■ Records supplied
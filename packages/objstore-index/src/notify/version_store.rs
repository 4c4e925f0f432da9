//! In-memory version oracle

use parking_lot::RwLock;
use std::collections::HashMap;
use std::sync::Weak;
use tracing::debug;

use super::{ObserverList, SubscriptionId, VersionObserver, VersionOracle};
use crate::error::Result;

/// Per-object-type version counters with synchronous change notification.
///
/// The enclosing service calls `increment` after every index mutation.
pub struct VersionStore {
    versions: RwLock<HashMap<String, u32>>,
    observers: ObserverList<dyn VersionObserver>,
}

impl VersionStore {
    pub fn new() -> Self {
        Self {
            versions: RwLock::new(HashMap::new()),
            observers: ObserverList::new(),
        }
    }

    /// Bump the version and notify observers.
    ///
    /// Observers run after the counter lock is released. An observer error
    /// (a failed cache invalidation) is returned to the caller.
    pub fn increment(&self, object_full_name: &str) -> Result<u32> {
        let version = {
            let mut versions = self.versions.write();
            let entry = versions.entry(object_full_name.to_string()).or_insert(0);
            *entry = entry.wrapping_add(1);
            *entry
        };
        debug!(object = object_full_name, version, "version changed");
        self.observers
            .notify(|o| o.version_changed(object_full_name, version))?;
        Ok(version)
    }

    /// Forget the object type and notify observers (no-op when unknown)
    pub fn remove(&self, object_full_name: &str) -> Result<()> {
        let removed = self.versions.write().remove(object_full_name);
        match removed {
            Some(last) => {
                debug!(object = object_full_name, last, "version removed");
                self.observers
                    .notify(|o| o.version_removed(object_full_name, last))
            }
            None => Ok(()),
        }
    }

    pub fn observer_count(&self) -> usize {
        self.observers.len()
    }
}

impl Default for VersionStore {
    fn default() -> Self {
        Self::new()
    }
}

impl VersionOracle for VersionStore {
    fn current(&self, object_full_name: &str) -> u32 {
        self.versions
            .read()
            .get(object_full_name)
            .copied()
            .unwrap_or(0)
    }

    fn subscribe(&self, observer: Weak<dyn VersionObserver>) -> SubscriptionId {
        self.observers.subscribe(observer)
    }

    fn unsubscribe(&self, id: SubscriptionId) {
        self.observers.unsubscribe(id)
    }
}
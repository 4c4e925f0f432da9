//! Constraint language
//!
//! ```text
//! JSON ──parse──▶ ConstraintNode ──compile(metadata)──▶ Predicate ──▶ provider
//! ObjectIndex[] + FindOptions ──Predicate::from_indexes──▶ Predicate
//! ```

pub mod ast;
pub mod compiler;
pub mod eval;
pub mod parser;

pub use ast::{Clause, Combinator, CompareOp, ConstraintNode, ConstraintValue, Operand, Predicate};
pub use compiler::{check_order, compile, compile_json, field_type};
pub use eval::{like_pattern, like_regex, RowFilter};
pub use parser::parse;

==

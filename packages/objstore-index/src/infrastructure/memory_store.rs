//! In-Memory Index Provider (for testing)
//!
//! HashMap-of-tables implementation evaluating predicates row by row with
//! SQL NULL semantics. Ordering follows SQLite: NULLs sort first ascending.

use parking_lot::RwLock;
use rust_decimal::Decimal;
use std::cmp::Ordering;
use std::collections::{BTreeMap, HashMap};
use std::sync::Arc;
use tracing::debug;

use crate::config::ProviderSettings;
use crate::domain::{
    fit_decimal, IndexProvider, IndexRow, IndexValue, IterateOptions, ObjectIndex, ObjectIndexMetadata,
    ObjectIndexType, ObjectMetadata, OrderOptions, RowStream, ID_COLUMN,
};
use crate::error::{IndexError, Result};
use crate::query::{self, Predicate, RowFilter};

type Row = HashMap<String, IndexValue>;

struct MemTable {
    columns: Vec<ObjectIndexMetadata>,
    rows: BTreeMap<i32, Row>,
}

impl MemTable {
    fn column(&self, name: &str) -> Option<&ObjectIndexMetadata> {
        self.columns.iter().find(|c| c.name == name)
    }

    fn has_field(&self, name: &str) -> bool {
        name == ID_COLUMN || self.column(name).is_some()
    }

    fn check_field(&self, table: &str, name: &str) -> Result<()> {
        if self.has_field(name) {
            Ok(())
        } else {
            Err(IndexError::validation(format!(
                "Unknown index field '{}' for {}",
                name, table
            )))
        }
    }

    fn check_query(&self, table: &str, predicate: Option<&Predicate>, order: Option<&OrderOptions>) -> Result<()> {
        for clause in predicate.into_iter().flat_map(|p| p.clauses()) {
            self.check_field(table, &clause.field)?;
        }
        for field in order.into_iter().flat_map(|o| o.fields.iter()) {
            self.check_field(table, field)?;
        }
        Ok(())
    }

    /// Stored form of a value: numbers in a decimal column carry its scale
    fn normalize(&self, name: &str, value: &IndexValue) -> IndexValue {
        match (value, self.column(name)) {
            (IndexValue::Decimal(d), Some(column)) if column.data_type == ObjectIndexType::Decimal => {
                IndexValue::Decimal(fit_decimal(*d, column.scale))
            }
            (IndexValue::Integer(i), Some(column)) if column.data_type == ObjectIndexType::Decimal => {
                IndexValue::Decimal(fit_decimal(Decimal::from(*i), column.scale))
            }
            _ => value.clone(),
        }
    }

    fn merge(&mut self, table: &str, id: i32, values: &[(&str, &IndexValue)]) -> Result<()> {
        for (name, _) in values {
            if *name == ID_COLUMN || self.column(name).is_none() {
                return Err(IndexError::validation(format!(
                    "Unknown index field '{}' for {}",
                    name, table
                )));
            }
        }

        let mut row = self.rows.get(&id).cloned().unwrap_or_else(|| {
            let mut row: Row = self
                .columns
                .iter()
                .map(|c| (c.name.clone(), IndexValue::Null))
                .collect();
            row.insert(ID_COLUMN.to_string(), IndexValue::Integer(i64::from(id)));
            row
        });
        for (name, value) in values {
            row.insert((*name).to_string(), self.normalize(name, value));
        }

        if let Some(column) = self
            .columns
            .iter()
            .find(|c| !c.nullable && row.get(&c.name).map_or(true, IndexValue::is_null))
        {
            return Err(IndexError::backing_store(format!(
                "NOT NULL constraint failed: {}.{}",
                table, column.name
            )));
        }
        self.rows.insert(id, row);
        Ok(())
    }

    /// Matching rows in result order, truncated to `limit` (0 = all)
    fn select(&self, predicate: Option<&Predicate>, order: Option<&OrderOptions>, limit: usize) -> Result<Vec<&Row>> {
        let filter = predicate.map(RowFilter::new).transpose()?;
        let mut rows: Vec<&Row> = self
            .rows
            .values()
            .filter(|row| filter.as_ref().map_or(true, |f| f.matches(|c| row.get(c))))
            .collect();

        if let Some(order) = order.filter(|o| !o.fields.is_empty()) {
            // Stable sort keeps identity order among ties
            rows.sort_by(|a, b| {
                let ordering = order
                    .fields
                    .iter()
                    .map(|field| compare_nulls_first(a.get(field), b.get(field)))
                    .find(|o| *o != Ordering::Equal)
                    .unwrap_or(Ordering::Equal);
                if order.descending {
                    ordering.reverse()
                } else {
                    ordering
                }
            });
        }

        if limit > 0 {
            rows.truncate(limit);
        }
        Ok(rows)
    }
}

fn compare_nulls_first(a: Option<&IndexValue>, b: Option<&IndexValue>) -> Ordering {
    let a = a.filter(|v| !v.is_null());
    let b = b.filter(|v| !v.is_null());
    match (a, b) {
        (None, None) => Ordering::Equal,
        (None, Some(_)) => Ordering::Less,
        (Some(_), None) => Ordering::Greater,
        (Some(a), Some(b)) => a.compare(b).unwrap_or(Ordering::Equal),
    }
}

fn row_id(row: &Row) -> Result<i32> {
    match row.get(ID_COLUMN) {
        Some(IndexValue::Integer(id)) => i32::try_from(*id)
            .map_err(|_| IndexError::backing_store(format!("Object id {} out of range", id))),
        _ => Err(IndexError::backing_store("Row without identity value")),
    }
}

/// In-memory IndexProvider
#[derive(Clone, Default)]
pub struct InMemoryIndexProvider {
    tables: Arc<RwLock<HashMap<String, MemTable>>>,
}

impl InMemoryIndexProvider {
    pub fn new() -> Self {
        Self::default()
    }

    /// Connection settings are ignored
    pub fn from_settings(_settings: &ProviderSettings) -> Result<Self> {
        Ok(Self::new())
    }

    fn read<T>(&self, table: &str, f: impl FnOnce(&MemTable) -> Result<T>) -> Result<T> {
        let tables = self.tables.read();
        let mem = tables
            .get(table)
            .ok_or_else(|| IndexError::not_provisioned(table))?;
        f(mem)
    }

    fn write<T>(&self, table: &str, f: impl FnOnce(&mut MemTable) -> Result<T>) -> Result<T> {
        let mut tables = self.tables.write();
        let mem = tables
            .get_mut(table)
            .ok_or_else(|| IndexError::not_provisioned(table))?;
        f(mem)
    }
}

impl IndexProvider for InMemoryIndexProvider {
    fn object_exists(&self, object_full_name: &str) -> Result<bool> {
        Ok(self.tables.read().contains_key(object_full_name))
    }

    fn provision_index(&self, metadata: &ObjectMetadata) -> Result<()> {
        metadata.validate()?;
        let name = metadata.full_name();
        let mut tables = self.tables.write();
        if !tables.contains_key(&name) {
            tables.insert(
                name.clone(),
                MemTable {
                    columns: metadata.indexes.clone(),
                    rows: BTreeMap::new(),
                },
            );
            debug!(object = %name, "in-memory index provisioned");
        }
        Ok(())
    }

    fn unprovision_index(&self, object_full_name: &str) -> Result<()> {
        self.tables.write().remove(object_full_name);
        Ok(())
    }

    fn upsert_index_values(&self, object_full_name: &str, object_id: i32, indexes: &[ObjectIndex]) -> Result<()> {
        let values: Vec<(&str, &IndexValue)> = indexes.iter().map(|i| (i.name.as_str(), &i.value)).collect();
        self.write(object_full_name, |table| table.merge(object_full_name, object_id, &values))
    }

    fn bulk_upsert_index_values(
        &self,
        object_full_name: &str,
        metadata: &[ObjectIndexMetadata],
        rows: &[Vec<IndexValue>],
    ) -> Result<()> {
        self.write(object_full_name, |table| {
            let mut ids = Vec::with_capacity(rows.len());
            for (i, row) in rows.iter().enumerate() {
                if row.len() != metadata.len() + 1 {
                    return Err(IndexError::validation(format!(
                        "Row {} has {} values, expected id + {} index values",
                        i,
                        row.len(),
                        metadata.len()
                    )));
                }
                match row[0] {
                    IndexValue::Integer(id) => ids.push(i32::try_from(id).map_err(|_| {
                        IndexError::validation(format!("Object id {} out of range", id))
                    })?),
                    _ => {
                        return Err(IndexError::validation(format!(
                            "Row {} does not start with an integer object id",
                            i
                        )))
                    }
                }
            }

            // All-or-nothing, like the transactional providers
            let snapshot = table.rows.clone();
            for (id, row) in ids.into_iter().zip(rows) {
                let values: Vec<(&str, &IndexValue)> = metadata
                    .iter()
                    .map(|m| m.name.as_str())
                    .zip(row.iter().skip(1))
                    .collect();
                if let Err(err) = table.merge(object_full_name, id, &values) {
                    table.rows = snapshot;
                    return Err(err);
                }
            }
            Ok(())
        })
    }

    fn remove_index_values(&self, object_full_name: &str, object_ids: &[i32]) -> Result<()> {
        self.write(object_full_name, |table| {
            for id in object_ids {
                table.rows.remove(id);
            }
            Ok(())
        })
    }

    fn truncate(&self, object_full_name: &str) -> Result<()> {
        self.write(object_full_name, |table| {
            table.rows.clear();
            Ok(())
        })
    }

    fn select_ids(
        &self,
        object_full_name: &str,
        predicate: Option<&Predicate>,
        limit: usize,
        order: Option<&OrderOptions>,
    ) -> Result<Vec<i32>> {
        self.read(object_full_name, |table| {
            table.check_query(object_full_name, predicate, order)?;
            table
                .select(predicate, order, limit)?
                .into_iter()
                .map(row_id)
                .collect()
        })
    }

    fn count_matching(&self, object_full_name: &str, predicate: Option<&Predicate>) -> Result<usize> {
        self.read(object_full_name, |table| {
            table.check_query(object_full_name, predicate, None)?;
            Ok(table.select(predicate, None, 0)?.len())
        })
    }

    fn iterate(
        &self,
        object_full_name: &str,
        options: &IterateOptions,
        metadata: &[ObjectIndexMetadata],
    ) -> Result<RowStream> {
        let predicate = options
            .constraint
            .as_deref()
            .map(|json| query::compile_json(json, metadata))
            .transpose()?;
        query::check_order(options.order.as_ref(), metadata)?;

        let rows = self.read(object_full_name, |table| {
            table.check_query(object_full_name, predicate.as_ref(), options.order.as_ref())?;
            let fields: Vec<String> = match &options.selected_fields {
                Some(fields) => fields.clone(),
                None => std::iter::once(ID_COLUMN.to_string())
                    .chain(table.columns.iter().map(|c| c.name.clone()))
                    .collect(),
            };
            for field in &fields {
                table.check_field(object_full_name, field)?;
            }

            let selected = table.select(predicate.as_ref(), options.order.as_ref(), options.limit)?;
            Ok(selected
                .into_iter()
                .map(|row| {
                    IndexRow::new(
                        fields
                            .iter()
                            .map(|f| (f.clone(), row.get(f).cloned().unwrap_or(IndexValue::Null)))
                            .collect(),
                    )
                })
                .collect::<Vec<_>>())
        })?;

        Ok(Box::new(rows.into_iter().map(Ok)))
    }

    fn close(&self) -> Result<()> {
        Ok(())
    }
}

■ What is required
For the string "filename", show each line of the listing where it appears.

■ Reply to the task
filename packages/objstore-index/src/notify/version_store.rs
filename packages/objstore-index/src/infrastructure/memory_store.rs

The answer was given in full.